* **Task to complete**
Pull every line with "items" from the data.

START The data

//! Mutex-backed stores that honour the same contracts as the Postgres adapters.

use async_trait::async_trait;
use chrono::Utc;
use std::sync::{Arc, Mutex, MutexGuard};
use uuid::Uuid;

use crate::admin::application::ports::outgoing::{AdminQuery, AdminQueryError};
use crate::auth::application::domain::entities::{NewUser, User, UserRole};
use crate::auth::application::ports::outgoing::{
    UserQuery, UserQueryError, UserRepository, UserRepositoryError,
};
use crate::course::application::domain::entities::{Course, Enrollment, Lesson, PaymentStatus};
use crate::course::application::domain::lessons::{
    append_lesson, remove_lesson, replace_lesson, total_duration, LessonDraft,
};
use crate::course::application::ports::outgoing::{
    CourseChanges, CourseQuery, CourseQueryError, CourseRepository, CourseRepositoryError,
    EnrollmentRepository, EnrollmentRepositoryError, NewCourse,
};

fn lock<T>(m: &Mutex<T>) -> MutexGuard<'_, T> {
    m.lock().unwrap_or_else(|poisoned| poisoned.into_inner())
}

fn newest_first<T: Clone>(items: &[T], key: impl Fn(&T) -> chrono::DateTime<Utc>) -> Vec<T> {
    let mut sorted = items.to_vec();
    sorted.sort_by_key(|item| std::cmp::Reverse(key(item)));
    sorted
}

//
// ──────────────────────────────────────────────────────────
// Users
// ──────────────────────────────────────────────────────────
//

#[derive(Clone, Default)]
pub struct InMemoryUserStore {
    users: Arc<Mutex<Vec<User>>>,
}

impl InMemoryUserStore {
    pub fn with_users(users: Vec<User>) -> Self {
        Self {
            users: Arc::new(Mutex::new(users)),
        }
    }

    pub fn users(&self) -> Vec<User> {
        lock(&self.users).clone()
    }

    fn user(&self, user_id: Uuid) -> Option<User> {
        lock(&self.users).iter().find(|u| u.id == user_id).cloned()
    }

    fn update<F>(&self, user_id: Uuid, apply: F) -> Result<User, UserRepositoryError>
    where
        F: FnOnce(&mut User),
    {
        let mut users = lock(&self.users);
        let user = users
            .iter_mut()
            .find(|u| u.id == user_id)
            .ok_or(UserRepositoryError::UserNotFound)?;
        apply(user);
        user.updated_at = Utc::now();
        Ok(user.clone())
    }
}

#[async_trait]
impl UserQuery for InMemoryUserStore {
    async fn find_by_id(&self, user_id: Uuid) -> Result<Option<User>, UserQueryError> {
        Ok(self.user(user_id))
    }

    async fn find_by_email(&self, email: &str) -> Result<Option<User>, UserQueryError> {
        Ok(lock(&self.users).iter().find(|u| u.email == email).cloned())
    }
}

#[async_trait]
impl UserRepository for InMemoryUserStore {
    async fn create_user(&self, new_user: NewUser) -> Result<User, UserRepositoryError> {
        let mut users = lock(&self.users);
        if users.iter().any(|u| u.email == new_user.email) {
            return Err(UserRepositoryError::EmailAlreadyExists);
        }

        let now = Utc::now();
        let user = User {
            id: Uuid::new_v4(),
            full_name: new_user.full_name,
            email: new_user.email,
            password_hash: new_user.password_hash,
            role: new_user.role,
            phone: new_user.phone,
            enrolled_courses: vec![],
            is_active: true,
            created_at: now,
            updated_at: now,
        };
        users.push(user.clone());
        Ok(user)
    }

    async fn update_role(&self, user_id: Uuid, role: UserRole) -> Result<User, UserRepositoryError> {
        self.update(user_id, |u| u.role = role)
    }

    async fn set_active(&self, user_id: Uuid, is_active: bool) -> Result<User, UserRepositoryError> {
        self.update(user_id, |u| u.is_active = is_active)
    }
}

//
// ──────────────────────────────────────────────────────────
// Courses, enrollments and the admin read side
// ──────────────────────────────────────────────────────────
//

#[derive(Clone, Default)]
pub struct InMemoryCourseStore {
    courses: Arc<Mutex<Vec<Course>>>,
    enrollments: Arc<Mutex<Vec<Enrollment>>>,
    users: InMemoryUserStore,
}

impl InMemoryCourseStore {
    pub fn with_courses(self, courses: Vec<Course>) -> Self {
        lock(&self.courses).extend(courses);
        self
    }

    pub fn with_enrollments(self, enrollments: Vec<Enrollment>) -> Self {
        lock(&self.enrollments).extend(enrollments);
        self
    }

    pub fn with_users(mut self, users: InMemoryUserStore) -> Self {
        self.users = users;
        self
    }

    pub fn user_store(&self) -> InMemoryUserStore {
        self.users.clone()
    }

    pub fn courses(&self) -> Vec<Course> {
        lock(&self.courses).clone()
    }

    pub fn course(&self, course_id: Uuid) -> Option<Course> {
        lock(&self.courses).iter().find(|c| c.id == course_id).cloned()
    }

    pub fn user(&self, user_id: Uuid) -> Option<User> {
        self.users.user(user_id)
    }

    pub fn enrollments(&self) -> Vec<Enrollment> {
        lock(&self.enrollments).clone()
    }

    fn with_course_mut<T, F>(&self, course_id: Uuid, apply: F) -> Result<T, CourseRepositoryError>
    where
        F: FnOnce(&mut Course) -> Result<T, CourseRepositoryError>,
    {
        let mut courses = lock(&self.courses);
        let course = courses
            .iter_mut()
            .find(|c| c.id == course_id)
            .ok_or(CourseRepositoryError::NotFound)?;
        let out = apply(course)?;
        course.total_duration = total_duration(&course.lessons);
        course.updated_at = Utc::now();
        Ok(out)
    }
}

#[async_trait]
impl CourseQuery for InMemoryCourseStore {
    async fn list_active(&self) -> Result<Vec<Course>, CourseQueryError> {
        let active: Vec<Course> = self.courses().into_iter().filter(|c| c.is_active).collect();
        Ok(newest_first(&active, |c| c.created_at))
    }

    async fn list_all(&self) -> Result<Vec<Course>, CourseQueryError> {
        Ok(newest_first(&self.courses(), |c| c.created_at))
    }

    async fn find_by_id(&self, course_id: Uuid) -> Result<Option<Course>, CourseQueryError> {
        Ok(self.course(course_id))
    }
}

#[async_trait]
impl CourseRepository for InMemoryCourseStore {
    async fn create_course(&self, data: NewCourse) -> Result<Course, CourseRepositoryError> {
        let now = Utc::now();
        let course = Course {
            id: Uuid::new_v4(),
            title: data.title,
            description: data.description,
            instructor_name: data.instructor_name,
            instructor_id: data.instructor_id,
            course_type: data.course_type,
            price: data.price,
            thumbnail_url: data.thumbnail_url,
            category: data.category,
            tags: data.tags,
            lessons: vec![],
            total_duration: None,
            student_count: 0,
            is_active: true,
            created_at: now,
            updated_at: now,
        };
        lock(&self.courses).push(course.clone());
        Ok(course)
    }

    async fn update_course(
        &self,
        course_id: Uuid,
        changes: CourseChanges,
    ) -> Result<Course, CourseRepositoryError> {
        self.with_course_mut(course_id, |course| {
            course.title = changes.title;
            course.description = changes.description;
            course.instructor_name = changes.instructor_name;
            course.course_type = changes.course_type;
            course.price = changes.price;
            course.thumbnail_url = changes.thumbnail_url;
            course.category = changes.category;
            course.tags = changes.tags;
            if let Some(is_active) = changes.is_active {
                course.is_active = is_active;
            }
            Ok(())
        })?;
        self.course(course_id).ok_or(CourseRepositoryError::NotFound)
    }

    async fn delete_course(&self, course_id: Uuid) -> Result<(), CourseRepositoryError> {
        let mut courses = lock(&self.courses);
        if !courses.iter().any(|c| c.id == course_id) {
            return Err(CourseRepositoryError::NotFound);
        }

        let attached = lock(&self.enrollments)
            .iter()
            .filter(|e| e.course_id == course_id)
            .count() as u64;
        if attached > 0 {
            return Err(CourseRepositoryError::HasEnrollments(attached));
        }

        courses.retain(|c| c.id != course_id);
        Ok(())
    }

    async fn add_lesson(
        &self,
        course_id: Uuid,
        draft: LessonDraft,
    ) -> Result<Lesson, CourseRepositoryError> {
        self.with_course_mut(course_id, |course| Ok(append_lesson(&mut course.lessons, draft)))
    }

    async fn update_lesson(
        &self,
        course_id: Uuid,
        lesson_id: Uuid,
        draft: LessonDraft,
    ) -> Result<Lesson, CourseRepositoryError> {
        self.with_course_mut(course_id, |course| {
            replace_lesson(&mut course.lessons, lesson_id, draft)
                .ok_or(CourseRepositoryError::LessonNotFound)
        })
    }

    async fn delete_lesson(
        &self,
        course_id: Uuid,
        lesson_id: Uuid,
    ) -> Result<(), CourseRepositoryError> {
        self.with_course_mut(course_id, |course| {
            if remove_lesson(&mut course.lessons, lesson_id) {
                Ok(())
            } else {
                Err(CourseRepositoryError::LessonNotFound)
            }
        })
    }
}

#[async_trait]
impl EnrollmentRepository for InMemoryCourseStore {
    async fn enroll_free(
        &self,
        user_id: Uuid,
        course_id: Uuid,
    ) -> Result<Enrollment, EnrollmentRepositoryError> {
        let mut users = lock(&self.users.users);
        let user = users
            .iter_mut()
            .find(|u| u.id == user_id)
            .ok_or(EnrollmentRepositoryError::UserNotFound)?;
        if user.enrolled_courses.contains(&course_id) {
            return Err(EnrollmentRepositoryError::AlreadyEnrolled);
        }

        let mut courses = lock(&self.courses);
        let course = courses
            .iter_mut()
            .find(|c| c.id == course_id)
            .ok_or(EnrollmentRepositoryError::CourseNotFound)?;

        user.enrolled_courses.push(course_id);
        course.student_count += 1;

        let enrollment = new_enrollment(user_id, course_id, PaymentStatus::Completed);
        lock(&self.enrollments).push(enrollment.clone());
        Ok(enrollment)
    }

    async fn begin_paid_enrollment(
        &self,
        user_id: Uuid,
        course_id: Uuid,
    ) -> Result<Enrollment, EnrollmentRepositoryError> {
        if self.users.user(user_id).is_none() {
            return Err(EnrollmentRepositoryError::UserNotFound);
        }
        if self.course(course_id).is_none() {
            return Err(EnrollmentRepositoryError::CourseNotFound);
        }

        let mut enrollments = lock(&self.enrollments);
        let pending = enrollments.iter().find(|e| {
            e.user_id == user_id
                && e.course_id == course_id
                && e.payment_status == PaymentStatus::Pending
        });
        if let Some(existing) = pending {
            return Ok(existing.clone());
        }

        let enrollment = new_enrollment(user_id, course_id, PaymentStatus::Pending);
        enrollments.push(enrollment.clone());
        Ok(enrollment)
    }
}

fn new_enrollment(user_id: Uuid, course_id: Uuid, status: PaymentStatus) -> Enrollment {
    Enrollment {
        id: Uuid::new_v4(),
        user_id,
        course_id,
        enrolled_at: Utc::now(),
        payment_status: status,
        transaction_id: None,
        progress: 0.0,
        completed_lessons: vec![],
    }
}

#[async_trait]
impl AdminQuery for InMemoryCourseStore {
    async fn list_users(&self) -> Result<Vec<User>, AdminQueryError> {
        Ok(newest_first(&self.users.users(), |u| u.created_at))
    }

    async fn list_courses(&self) -> Result<Vec<Course>, AdminQueryError> {
        Ok(newest_first(&self.courses(), |c| c.created_at))
    }

    async fn list_enrollments(&self) -> Result<Vec<Enrollment>, AdminQueryError> {
        Ok(newest_first(&self.enrollments(), |e| e.enrolled_at))
    }
}

#[async_trait]
impl UserQuery for InMemoryCourseStore {
    async fn find_by_id(&self, user_id: Uuid) -> Result<Option<User>, UserQueryError> {
        self.users.find_by_id(user_id).await
    }

    async fn find_by_email(&self, email: &str) -> Result<Option<User>, UserQueryError> {
        self.users.find_by_email(email).await
    }
}

#[async_trait]
impl UserRepository for InMemoryCourseStore {
    async fn create_user(&self, user: NewUser) -> Result<User, UserRepositoryError> {
        self.users.create_user(user).await
    }

    async fn update_role(&self, user_id: Uuid, role: UserRole) -> Result<User, UserRepositoryError> {
        self.users.update_role(user_id, role).await
    }

    async fn set_active(&self, user_id: Uuid, is_active: bool) -> Result<User, UserRepositoryError> {
        self.users.set_active(user_id, is_active).await
    }
}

END The data

* **Solution**
fn newest_first<T: Clone>(items: &[T], key: impl Fn(&T) -> chrono::DateTime<Utc>) -> Vec<T> {
    let mut sorted = items.to_vec();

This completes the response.